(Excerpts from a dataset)

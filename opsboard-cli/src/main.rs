// Copyright 2025 Sushanth (https://github.com/sushanthpy)
//
// This program is free software: you can redistribute it and/or modify
// it under the terms of the GNU Affero General Public License as published by
// the Free Software Foundation, either version 3 of the License, or
// (at your option) any later version.
//
// This program is distributed in the hope that it will be useful,
// but WITHOUT ANY WARRANTY; without even the implied warranty of
// MERCHANTABILITY or FITNESS FOR A PARTICULAR PURPOSE. See the
// GNU Affero General Public License for more details.
//
// You should have received a copy of the GNU Affero General Public License
// along with this program. If not, see <https://www.gnu.org/licenses/>.

use anyhow::{Context, Result};
use chrono::Local;
use clap::{Args as ClapArgs, Parser, Subcommand};
use opsboard_core::{
    count_by_platform, dashboard_stats, demo, filter_today, recent, render_export_text,
    ActivityLog, ActivityLogInput, LogStore, Metrics, User,
};
use opsboard_insight::{
    error_summary, no_activity_summary, render_brief_text, InsightSession, SummaryService,
};
use std::path::PathBuf;
use std::sync::Arc;
use tracing_subscriber::{layer::SubscriberExt, util::SubscriberInitExt};

mod config;
mod render;

use config::OpsboardConfig;

#[derive(Parser, Debug)]
#[command(author, version, about = "Social media operations activity log", long_about = None)]
struct Args {
    /// Path to configuration file (TOML)
    #[arg(short, long, env = "OPSBOARD_CONFIG")]
    config: Option<PathBuf>,

    /// Seed the store with today's sample activities
    #[arg(long)]
    demo: bool,

    /// Seed the store from a JSON array of activity logs
    #[arg(long, value_name = "FILE")]
    import: Option<PathBuf>,

    /// Debug logging
    #[arg(short, long)]
    verbose: bool,

    #[command(subcommand)]
    command: Command,
}

#[derive(Subcommand, Debug)]
enum Command {
    /// Record a new activity
    Add(AddArgs),

    /// List activities, most recent first
    List {
        /// Only today's activities
        #[arg(long)]
        today: bool,

        #[arg(long)]
        limit: Option<usize>,
    },

    /// Activities per platform
    Chart {
        #[arg(long)]
        today: bool,
    },

    /// Dashboard stat cards and recent activity
    Stats,

    /// Print the shareable daily report
    Export {
        #[arg(long)]
        today: bool,
    },

    /// Generate the AI daily summary
    Summarize {
        /// Summarize every stored activity instead of today's
        #[arg(long)]
        all: bool,

        /// Print the shareable brief text
        #[arg(long)]
        brief: bool,
    },
}

#[derive(ClapArgs, Debug)]
struct AddArgs {
    #[arg(long)]
    platform: String,

    #[arg(long = "type")]
    activity_type: String,

    #[arg(long)]
    description: String,

    #[arg(long)]
    views: Option<u64>,

    #[arg(long)]
    likes: Option<u64>,

    #[arg(long)]
    shares: Option<u64>,

    #[arg(long)]
    comments: Option<u64>,

    #[arg(long)]
    link: Option<String>,

    #[arg(long)]
    status: Option<String>,

    /// Author id (default: the demo operator)
    #[arg(long, env = "OPSBOARD_USER_ID")]
    user_id: Option<String>,

    #[arg(long, env = "OPSBOARD_USER_NAME")]
    user_name: Option<String>,
}

impl AddArgs {
    fn into_input(self) -> Result<ActivityLogInput> {
        let mut user: User = demo::demo_user();
        if let Some(id) = self.user_id {
            user.id = id;
        }
        if let Some(name) = self.user_name {
            user.name = name;
        }

        let mut input = ActivityLogInput::new(
            &user,
            self.platform.parse()?,
            self.activity_type.parse()?,
            self.description,
        );
        if let Some(status) = self.status {
            input = input.status(status.parse()?);
        }
        if let Some(link) = self.link {
            input = input.link(link);
        }
        input.metrics = Some(Metrics {
            views: self.views,
            likes: self.likes,
            shares: self.shares,
            comments: self.comments,
        });

        Ok(input.validate()?)
    }
}

fn init_tracing(verbose: bool) {
    let default_filter = if verbose {
        "opsboard=debug,opsboard_core=debug,opsboard_insight=debug"
    } else {
        "opsboard=info,opsboard_core=info,opsboard_insight=info"
    };

    tracing_subscriber::registry()
        .with(
            tracing_subscriber::EnvFilter::try_from_default_env()
                .unwrap_or_else(|_| default_filter.into()),
        )
        .with(tracing_subscriber::fmt::layer().with_writer(std::io::stderr))
        .init();
}

fn seed_store(args: &Args) -> Result<LogStore> {
    let mut records: Vec<ActivityLog> = Vec::new();

    if let Some(path) = &args.import {
        let content = std::fs::read_to_string(path)
            .with_context(|| format!("failed to read {}", path.display()))?;
        let imported: Vec<ActivityLog> = serde_json::from_str(&content)
            .with_context(|| format!("failed to parse {}", path.display()))?;
        tracing::info!("Imported {} activity logs from {:?}", imported.len(), path);
        records.extend(imported);
    }

    if args.demo {
        records.extend(demo::demo_logs(Local::now().date_naive(), &Local));
    }

    Ok(LogStore::from_records(records)?)
}

fn select(logs: Vec<ActivityLog>, today: bool) -> Vec<ActivityLog> {
    if today {
        filter_today(&logs, &Local::now())
    } else {
        logs
    }
}

async fn summarize(config: &OpsboardConfig, logs: &[ActivityLog], brief: bool) {
    let summary = if logs.is_empty() {
        no_activity_summary()
    } else {
        match SummaryService::from_config(&config.llm) {
            Ok(service) => {
                let session = InsightSession::new(Arc::new(service));
                session
                    .generate(logs)
                    .await
                    .unwrap_or_else(error_summary)
            }
            Err(e) => {
                tracing::error!("Error generating summary: {}", e);
                error_summary()
            }
        }
    };

    if brief {
        println!("{}", render_brief_text(&summary));
    } else {
        println!("📌 {}\n", summary.summary);
        println!("🏆 关键成就");
        for item in &summary.key_achievements {
            println!("  - {}", item);
        }
        println!("\n💡 建议与机会");
        for item in &summary.suggestions {
            println!("  - {}", item);
        }
    }
}

#[tokio::main]
async fn main() -> Result<()> {
    let args = Args::parse();
    init_tracing(args.verbose);

    let config = OpsboardConfig::load(args.config.clone())?;
    let store = seed_store(&args)?;

    match args.command {
        Command::Add(add) => {
            let log = store.append(add.into_input()?);
            println!("{}\n", render::stored_record(&log, &Local));
            print!("{}", render::activity_list(&store.all(), &Local));
        }
        Command::List { today, limit } => {
            let logs = select(store.all(), today);
            let shown = recent(&logs, limit.unwrap_or(logs.len()));
            print!("{}", render::activity_list(shown, &Local));
        }
        Command::Chart { today } => {
            let logs = select(store.all(), today);
            print!("{}", render::platform_chart(&count_by_platform(&logs)));
        }
        Command::Stats => {
            let logs = store.all();
            print!("{}", render::stat_cards(&dashboard_stats(&logs)));
            println!("\n最近动态");
            print!(
                "{}",
                render::activity_list(recent(&logs, config.report.recent_limit), &Local)
            );
        }
        Command::Export { today } => {
            let logs = select(store.all(), today);
            println!("{}", render_export_text(&logs, &Local::now()));
        }
        Command::Summarize { all, brief } => {
            let logs = select(store.all(), !all);
            summarize(&config, &logs, brief).await;
        }
    }

    Ok(())
}
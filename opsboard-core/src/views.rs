// Copyright 2025 Sushanth (https://github.com/sushanthpy)
//
// This program is free software: you can redistribute it and/or modify
// it under the terms of the GNU Affero General Public License as published by
// the Free Software Foundation, either version 3 of the License, or
// (at your option) any later version.
//
// This program is distributed in the hope that it will be useful,
// but WITHOUT ANY WARRANTY; without even the implied warranty of
// MERCHANTABILITY or FITNESS FOR A PARTICULAR PURPOSE. See the
// GNU Affero General Public License for more details.
//
// You should have received a copy of the GNU Affero General Public License
// along with this program. If not, see <https://www.gnu.org/licenses/>.

//! Derived views over a log snapshot
//!
//! Every function here is pure: it reads the slice it is given and never
//! touches the store. Date-sensitive views take the reference instant as an
//! argument so callers decide which clock and time zone apply.

use crate::model::{ActivityLog, Platform, PlatformStyle, Status};
use chrono::{DateTime, Datelike, TimeZone, Timelike};
use serde::{Deserialize, Serialize};
use std::collections::HashSet;
use std::fmt::Write;

const EMPTY_EXPORT: &str = "今日暂无活动记录。";

/// Number of logs on one platform, with its chart style
#[derive(Debug, Clone, Copy, PartialEq, Eq)]
pub struct PlatformCount {
    pub platform: Platform,
    pub count: usize,
    pub style: PlatformStyle,
}

/// Count logs per platform.
///
/// Returns one entry for every platform in declaration order, zeros included.
pub fn count_by_platform(logs: &[ActivityLog]) -> Vec<PlatformCount> {
    Platform::ALL
        .iter()
        .map(|&platform| PlatformCount {
            platform,
            count: logs.iter().filter(|log| log.platform == platform).count(),
            style: platform.style(),
        })
        .collect()
}

/// Logs that fall on the same calendar day as `reference`, in its time zone.
pub fn filter_today<Tz: TimeZone>(
    logs: &[ActivityLog],
    reference: &DateTime<Tz>,
) -> Vec<ActivityLog> {
    let tz = reference.timezone();
    let day = reference.date_naive();

    logs.iter()
        .filter(|log| log.timestamp.with_timezone(&tz).date_naive() == day)
        .cloned()
        .collect()
}

/// Render the plain-text daily digest used for sharing.
///
/// The header carries the month and day of `reference`; log times are shown
/// as `HH:MM` in the same time zone.
pub fn render_export_text<Tz: TimeZone>(logs: &[ActivityLog], reference: &DateTime<Tz>) -> String {
    let mut text = format!(
        "📅 **{}月{}日 运营日报汇总**\n\n",
        reference.month(),
        reference.day()
    );

    if logs.is_empty() {
        text.push_str(EMPTY_EXPORT);
        return text;
    }

    let tz = reference.timezone();
    for (index, log) in logs.iter().enumerate() {
        let local = log.timestamp.with_timezone(&tz);
        // Writing into a String cannot fail
        let _ = writeln!(
            text,
            "{}. 【{}】{} - {} ({:02}:{:02})",
            index + 1,
            log.platform,
            log.activity_type,
            log.user_name,
            local.hour(),
            local.minute()
        );
        let _ = writeln!(text, "   📝 内容: {}", log.description);
        let _ = write!(text, "   📊 状态: {}", log.status);

        if let Some(metrics) = log.metrics.as_ref().filter(|m| m.has_reach()) {
            let _ = write!(
                text,
                " | 数据: 👁️{} ❤️{}",
                metrics.views.unwrap_or(0),
                metrics.likes.unwrap_or(0)
            );
        }
        if let Some(link) = &log.link {
            let _ = write!(text, "\n   🔗 链接: {}", link);
        }
        text.push_str("\n\n");
    }

    text
}

/// The first `n` logs of a most-recent-first snapshot.
pub fn recent(logs: &[ActivityLog], n: usize) -> &[ActivityLog] {
    &logs[..n.min(logs.len())]
}

/// Headline numbers for the dashboard cards
#[derive(Debug, Clone, Default, PartialEq, Eq, Serialize, Deserialize)]
pub struct DashboardStats {
    pub total_activities: usize,
    pub published: usize,
    /// Draft, Scheduled or Analyzing
    pub in_progress: usize,
    pub total_views: u64,
    pub total_likes: u64,
    pub contributors: usize,
}

pub fn dashboard_stats(logs: &[ActivityLog]) -> DashboardStats {
    let mut stats = DashboardStats {
        total_activities: logs.len(),
        ..Default::default()
    };
    let mut contributors = HashSet::new();

    for log in logs {
        if log.status == Status::Published {
            stats.published += 1;
        } else {
            stats.in_progress += 1;
        }
        if let Some(metrics) = &log.metrics {
            stats.total_views = stats.total_views.saturating_add(metrics.views.unwrap_or(0));
            stats.total_likes = stats.total_likes.saturating_add(metrics.likes.unwrap_or(0));
        }
        contributors.insert(log.user_id.as_str());
    }

    stats.contributors = contributors.len();
    stats
}

/// Format a count for a stat card: `950`, `45.2K`, `1.2M`.
pub fn format_compact(n: u64) -> String {
    if n < 1_000 {
        return n.to_string();
    }

    // Tenths of a thousand, so 999_950 rolls over into millions
    let tenths_k = (n as f64 / 100.0).round();
    if tenths_k < 10_000.0 {
        format!("{:.1}K", tenths_k / 10.0)
    } else {
        format!("{:.1}M", n as f64 / 1_000_000.0)
    }
}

- TASK TO COMPLETE
Go through the records above and report how many lines contain "HashSet". Write the number only.

- RESULT BELOW
2